Рассказ затягивался. Гриффин медленно ел свой салат, а Росс все говорил и говорил. Отдавая долг Автору и Кахане, Гриффин слушал его внимательно. Все же какая-то свежесть подхода чувствовалась. Если фильма из этой идеи так и не выйдет, почему бы не поручить Россу что-нибудь другое?

– И, естественно, вы не уверены, что это вам не приснилось. По крайней мере, до тех пор, пока вдруг не попадаете туда снова, без Ковбоя, а Клэнтоны, переодетые индейцами, угоняют скот. Ваш пони от испуга спотыкается, и вы падаете. Пони убегает обратно в голубое облако, потом в спальню и снова превращается в коня-качалку, а вы остаетесь один и не можете вернуться назад. Все по-настоящему. Теперь вам надо пересечь пустыню. Найти Ковбоя. Спасти индейцев от разгневанных горожан, которые винят их в угоне скота. Спасти Ковбоя, когда его ранят. И вам предстоит стать кровным братом Джеронимо. Рыбачить и играть с индейцами. Их шаманы помогают вам вернуть пони, и вы наконец можете отправиться домой. Вы обещаете Ковбою, что не скажете, где были.

Кто, по мнению Росса, должен играть Ковбоя? Если не Клинт Иствуд, то кто еще?

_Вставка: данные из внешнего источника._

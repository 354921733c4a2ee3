//! Server-Sent Events stream of job progress.

use axum::extract::State;
use axum::response::sse::{Event, KeepAlive, Sse};
use futures_core::Stream;
use std::convert::Infallible;
use std::time::Duration;
use tokio_stream::wrappers::BroadcastStream;
use tokio_stream::StreamExt;

use crate::state::SharedState;

/// GET /api/events: every job transition as a JSON `data:` frame.
/// Lagging clients silently skip the events they missed.
pub async fn sse_handler(
    State(state): State<SharedState>,
) -> Sse<impl Stream<Item = Result<Event, Infallible>>> {
    let stream = BroadcastStream::new(state.subscribe()).filter_map(|result| {
        let event = result.ok()?;
        let data = serde_json::to_string(&event).ok()?;
        Some(Ok(Event::default().event("job").data(data)))
    });

    Sse::new(stream).keep_alive(
        KeepAlive::new()
            .interval(Duration::from_secs(15))
            .text("ping"),
    )
}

– Вас не было месяц. Вы не говорите, где были, пока в школе какие-то дети не начинают смеяться над индейцами. Тогда вы всем рассказываете, какие индейцы на самом деле и что вы кровный брат Джеронимо. Вы бежите домой и пытаетесь отправиться в ковбойский рай, но вас останавливает Ковбой. Вы нарушили главное правило: вы рассказали. Потом ваш отец сжигает коня-качалку, которого всегда терпеть не мог. Потом он отводит вас к психиатру, который прописывает транквилизаторы, и вы становитесь вялым и безучастным. А потом Сандра, девочка, которой вы всегда нравились, говорит: «Кровному брату Джеронимо не нужны транквилизаторы». Она рассказывает вам, что по ночам становится медсестрой времен Гражданской войны и работает с Флоренс Найтингейл. Вы собираетесь с духом. Учите отца ловить рыбу. Он знает, что вы изменились, знает, что, пока вы отсутствовали, что-то произошло. Но он также знает, что не стоит на вас давить. Он вас уважает. Потом в школе какой-то мальчик поднимает тревогу по гражданской обороне, и все думают, что тревога не учебная, а настоящая, что вот-вот полетят бомбы, учительница падает в обморок, и тут вы берете руководство на себя, вы лидер, вы герой. А вечером дома вы чувствуете себя довольным, счастливым и умиротворенным. У родителей гости, а вы сидите в отцовском кабинете, где стоит старый черно-белый телевизор. Вы переключаете каналы и натыкаетесь на серию «Ковбоя», в цвете, которую раньше не видели. Но это не фильм, а послание: Клэнтоны захватили Ковбоя. Они собираются взорвать поезд. Как помочь? Шедоу заперт в загоне для скота. Вы его зовете, и он слышит. Прыжок через ограждение – и он выскакивает из телевизора. Вы запрыгиваете на него, и конь уносит вас в голубое облако.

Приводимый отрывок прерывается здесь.